On December 11, 2008, Bon Iver performed "Skinny Love" on the Late Show with David Letterman. On January 26, 2009, "Skinny Love" was announced at No. 21 by the Australian national radio station Triple J in the annual Hottest 100 countdown of the previous year's best songs. In July 2009, "Skinny Love" was announced at No. 92 in Triple J's Hottest 100 of All Time countdown. Additionally, the track "Flume" has been used by the BBC to advertise their Jimmy McGovern-penned drama series The Street; the track "Blood Bank" (off the EP of the same name) was used in a 2009 episode of the NBC series Chuck (season 2, episode 18) and the track "Creature Fear" was used in another Chuck episode (season 2, episode 21); "Skinny Love" was featured in another episode of Chuck (season 2, episode 3), as well as in the ABC drama Grey's Anatomy; "The Wolves (Act I and II)" was used in the first season of United States of Tara, the film The Place Beyond the Pines as well as in the final scenes of the film Rust and Bone; "Re:Stacks" was featured in the Fox drama House, as was "Flume" on May 16, 2011; "Re:Stacks" was also used for the closing sequence of the Silent Witness episode Death Has No Dominion, and "Woods" was used in the eighth episode of Skins' third series and appeared on the series 3 soundtrack.

In 2008, Bon Iver designed a T-shirt for the Yellow Bird Project, with all profits benefiting the Interval House women's shelter in Toronto, Ontario. In October 2009, Bon Iver first appeared on the cover of the publication The Fader, in its 64th issue. Also in 2009, Bon Iver, along with St. Vincent, contributed the song "Roslyn" to the New Moon soundtrack. Bon Iver also contributed "Brackett, WI" to the AIDS benefit album Dark Was the Night produced by the Red Hot Organization.

In 2010, Bon Iver collaborated with Kanye West on the track "Lost in the World", which begins with a sample of the Bon Iver track "Woods". Vernon also contributed vocals to the West tracks "Monster" and "Dark Fantasy", both featured on West's album My Beautiful Dark Twisted Fantasy. Then, in March 2011, Justin Vernon performed at SXSW with GOOD Music. This collaboration publicized him to a wider audience.

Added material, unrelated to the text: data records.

// This Source Code Form is subject to the terms of the Mozilla Public
// License, v. 2.0. If a copy of the MPL was not distributed with this
// file, You can obtain one at https://mozilla.org/MPL/2.0/.

//! Device layer for the chassis ID EEPROMs.
//!
//! Two flavors exist: the IPMI FRU EEPROM (176-byte image, decoded by
//! `fru-id`) on line cards and chassis, and the flat vendor asset EEPROM
//! (128-byte image, decoded by `asset-tlv`) on PSUs and fan trays. Both
//! are pulled through the [`EepromRead`] seam in bounded chunks with a
//! fixed retry/backoff loop, decoded once, and cached for the life of
//! the device struct; identity does not change under us, so only an
//! explicit [`refresh`](FruEeprom::refresh) re-reads the part.
//!
//! Acquisition failure degrades to an empty record with a trace entry
//! rather than an error: a chassis with an unreadable ID EEPROM still
//! has to come up.

#![cfg_attr(not(test), no_std)]

use asset_tlv::{AssetInfo, ASSET_IMAGE_LEN};
use fru_id::{DecodePolicy, FruIdentity, FruError, FRU_IMAGE_LEN};
use tracebuf::TraceBuf;

/// EEPROMs are read in pages of this size; the devices NAK longer
/// transfers.
const CHUNK: usize = 16;

const TRACE_DEPTH: usize = 8;

/// The raw device underneath: something that can report its size and
/// fill a buffer from an offset. Tests implement it over arrays.
pub trait EepromRead {
    type Error: Copy + PartialEq + core::fmt::Debug;

    /// Device capacity in bytes.
    fn extent(&self) -> usize;
    fn read_at(
        &mut self,
        offset: usize,
        dest: &mut [u8],
    ) -> Result<(), Self::Error>;
    fn sleep_ms(&mut self, ms: u64);
}

/// Fixed retry policy for bus transactions.
#[derive(Copy, Clone, Debug, PartialEq, Eq)]
pub struct RetryPolicy {
    /// Additional attempts after a failure.
    pub retries: u8,
    pub backoff_ms: u64,
}

impl RetryPolicy {
    pub const DEFAULT: Self = Self { retries: 2, backoff_ms: 5 };
}

impl Default for RetryPolicy {
    fn default() -> Self {
        Self::DEFAULT
    }
}

#[derive(Copy, Clone, Debug, PartialEq, Eq)]
pub enum Trace<E> {
    ReadFailed { offset: u16, err: E },
    RetryExhausted { offset: u16 },
    DecodeFailed(FruError),
    Decoded,
    Refreshed,
}

/// An IPMI FRU ID EEPROM with a cached decoded identity.
pub struct FruEeprom<E: EepromRead> {
    dev: E,
    policy: DecodePolicy,
    retry: RetryPolicy,
    cached: Option<FruIdentity>,
    trace: TraceBuf<Trace<E::Error>, TRACE_DEPTH>,
}

impl<E: EepromRead> FruEeprom<E> {
    pub fn new(dev: E, policy: DecodePolicy, retry: RetryPolicy) -> Self {
        Self { dev, policy, retry, cached: None, trace: TraceBuf::new() }
    }

    /// Decoded identity, reading and decoding the part on first use.
    ///
    /// An unreadable or undecodable EEPROM yields the empty identity;
    /// the trace ring says why.
    pub fn identity(&mut self) -> FruIdentity {
        if let Some(id) = &self.cached {
            return id.clone();
        }

        let mut image = [0u8; FRU_IMAGE_LEN];
        let id = if read_image(
            &mut self.dev,
            &self.retry,
            &mut self.trace,
            &mut image,
        ) {
            match fru_id::decode_fru_with(&image, self.policy) {
                Ok(id) => {
                    self.trace.record(Trace::Decoded);
                    id
                }
                Err(e) => {
                    self.trace.record(Trace::DecodeFailed(e));
                    FruIdentity::default()
                }
            }
        } else {
            FruIdentity::default()
        };

        self.cached = Some(id.clone());
        id
    }

    /// Drops the cached identity; the next `identity()` re-reads the
    /// device.
    pub fn refresh(&mut self) {
        self.cached = None;
        self.trace.record(Trace::Refreshed);
    }

    pub fn trace(&self) -> &TraceBuf<Trace<E::Error>, TRACE_DEPTH> {
        &self.trace
    }
}

/// A PSU/fan-tray asset EEPROM with a cached decoded record.
pub struct AssetEeprom<E: EepromRead> {
    dev: E,
    retry: RetryPolicy,
    cached: Option<AssetInfo>,
    trace: TraceBuf<Trace<E::Error>, TRACE_DEPTH>,
}

impl<E: EepromRead> AssetEeprom<E> {
    pub fn new(dev: E, retry: RetryPolicy) -> Self {
        Self { dev, retry, cached: None, trace: TraceBuf::new() }
    }

    pub fn info(&mut self) -> AssetInfo {
        if let Some(info) = &self.cached {
            return info.clone();
        }

        let mut image = [0u8; ASSET_IMAGE_LEN];
        let info = if read_image(
            &mut self.dev,
            &self.retry,
            &mut self.trace,
            &mut image,
        ) {
            let info = AssetInfo::decode(&image);
            self.trace.record(Trace::Decoded);
            info
        } else {
            AssetInfo::default()
        };

        self.cached = Some(info.clone());
        info
    }

    pub fn refresh(&mut self) {
        self.cached = None;
        self.trace.record(Trace::Refreshed);
    }

    pub fn trace(&self) -> &TraceBuf<Trace<E::Error>, TRACE_DEPTH> {
        &self.trace
    }
}

/// Fills `image` from the device in `CHUNK`-sized reads, retrying each
/// chunk per the policy. Returns false (image contents unspecified) if
/// any chunk exhausts its retries; partial identity data is worse than
/// none here, since a half-read TLV stream can decode to wrong values.
fn read_image<E: EepromRead>(
    dev: &mut E,
    retry: &RetryPolicy,
    trace: &mut TraceBuf<Trace<E::Error>, TRACE_DEPTH>,
    image: &mut [u8],
) -> bool {
    let len = image.len().min(dev.extent());
    let mut offset = 0;
    while offset < len {
        let end = (offset + CHUNK).min(len);
        if !read_chunk(dev, retry, trace, offset, &mut image[offset..end]) {
            return false;
        }
        offset = end;
    }
    true
}

fn read_chunk<E: EepromRead>(
    dev: &mut E,
    retry: &RetryPolicy,
    trace: &mut TraceBuf<Trace<E::Error>, TRACE_DEPTH>,
    offset: usize,
    dest: &mut [u8],
) -> bool {
    let mut attempt = 0;
    loop {
        match dev.read_at(offset, dest) {
            Ok(()) => return true,
            Err(err) => {
                trace.record(Trace::ReadFailed {
                    offset: offset as u16,
                    err,
                });
                if attempt == retry.retries {
                    trace.record(Trace::RetryExhausted {
                        offset: offset as u16,
                    });
                    return false;
                }
                attempt += 1;
                dev.sleep_ms(retry.backoff_ms);
            }
        }
    }
}
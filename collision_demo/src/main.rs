//! Approach demo
//!
//! Drives a ship past an asteroid and through a trigger zone, logging every
//! contact notification and a forward ray cast once per second.
//!
//! Usage: `approach_demo [collider.ron|collider.toml]`

use std::rc::Rc;

use collision_engine::foundation::logging;
use collision_engine::prelude::*;

// Simulation settings
const TICKS: u64 = 300;
const TICKS_PER_SECOND: u64 = 60;
const SHIP_SPEED: f32 = 0.17;
const SHIP_SIZE: f32 = 10.0;
const ASTEROID_SIZE: f32 = 20.0;
const SENSOR_SIZE: f32 = 12.0;
const RAY_LENGTH: f32 = 100.0;

/// Logs every notification a body receives
struct ContactLogger {
    name: &'static str,
}

impl CollisionCallback for ContactLogger {
    fn on_begin_contact(&self, other: &Rigidbody, manifold: &CollisionManifold) {
        log::info!(
            "{} touched {} at {:?} (normal {:?})",
            self.name,
            other.id(),
            manifold.contact_point,
            manifold.normal
        );
    }

    fn on_end_contact(&self, other: &Rigidbody) {
        log::info!("{} left {}", self.name, other.id());
    }
}

fn spawn(
    engine: &mut CollisionEngine<PrimitiveNarrowPhase>,
    name: &'static str,
    body_type: BodyType,
    size: f32,
    position: SharedVar<Vec3>,
) -> Result<Rigidbody, CollisionError> {
    let body = engine.create_body(
        body_type,
        Shape::new(ShapeType::BALL, Vec3::repeat(size)),
        position,
        constant(Quat::identity()),
        None,
        None,
    )?;
    body.set_collision_callback(Some(Rc::new(ContactLogger { name })));
    log::info!("Spawned {name} as {}", body.id());
    Ok(body)
}

fn main() -> Result<(), Box<dyn std::error::Error>> {
    logging::init("info");

    let config = match std::env::args().nth(1) {
        Some(path) => {
            log::info!("Loading collider config from {path}");
            ColliderConfig::load_from_file(&path)?
        }
        None => ColliderConfig::default(),
    };
    let mut engine = CollisionEngine::from_config(&config, PrimitiveNarrowPhase::new())?;

    let ship_controller = Rc::new(KinematicController::new(Vec3::zeros(), Vec3::new(SHIP_SPEED, 0.0, 0.0)));
    let ship = spawn(&mut engine, "ship", BodyType::DYNAMIC, SHIP_SIZE, ship_controller.position())?;
    ship.set_controller(Some(ship_controller));
    // The engine retires bodies whose handles are all dropped
    let _asteroid = spawn(
        &mut engine,
        "asteroid",
        BodyType::STATIC,
        ASTEROID_SIZE,
        constant(Vec3::new(20.0, 0.0, 0.0)),
    )?;
    let _trigger = spawn(
        &mut engine,
        "trigger",
        BodyType::SENSOR,
        SENSOR_SIZE,
        constant(Vec3::new(45.0, 0.0, 0.0)),
    )?;

    for _ in 0..TICKS {
        engine.update();

        if engine.tick() % TICKS_PER_SECOND == 0 {
            let from = ship.position_val();
            let to = from + Vec3::new(RAY_LENGTH, 0.0, 0.0);
            let hits = engine.ray_cast(from, to, None);
            log::info!(
                "Tick {}: ship at x={:.2}, {} ray hit(s) ahead",
                engine.tick(),
                from.x,
                hits.len()
            );
            for hit in hits {
                log::info!("  {} at {:.1}% of the ray", hit.rigidbody.id(), hit.distance * 100.0);
            }
        }
    }

    log::info!("Done after {} ticks with {} bodies", engine.tick(), engine.body_count());
    Ok(())
}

=== 2011–2012: Bon Iver, Bon Iver ===

Bon Iver, Bon Iver was released on June 17, 2011. On March 23, 2011, Justin Vernon told Rolling Stone that a follow-up of For Emma, Forever Ago would be released in December 2011. The album is composed of 10 songs and takes a new musical direction: "I brought in a lot of people to change my voice—not my singing voice, but my role as the author of this band, this project," says Vernon, who hired well-known players like bass saxophonist Colin Stetson and pedal-steel guitarist Greg Leisz. "I built the record myself, but I allowed those people to come in and change the scene." The second album is described as an "ambitious musical departure" from the first. Prior to the album's release, Vernon said that each song on the new album represents a place. The song "Perth" was described as a "Civil War-sounding heavy metal song," the song "Minnesota, WI" was described as featuring "finger-picked guitars, double bass drums and distorted bass saxophone," and the closing song "Beth/Rest" would be "horn heavy."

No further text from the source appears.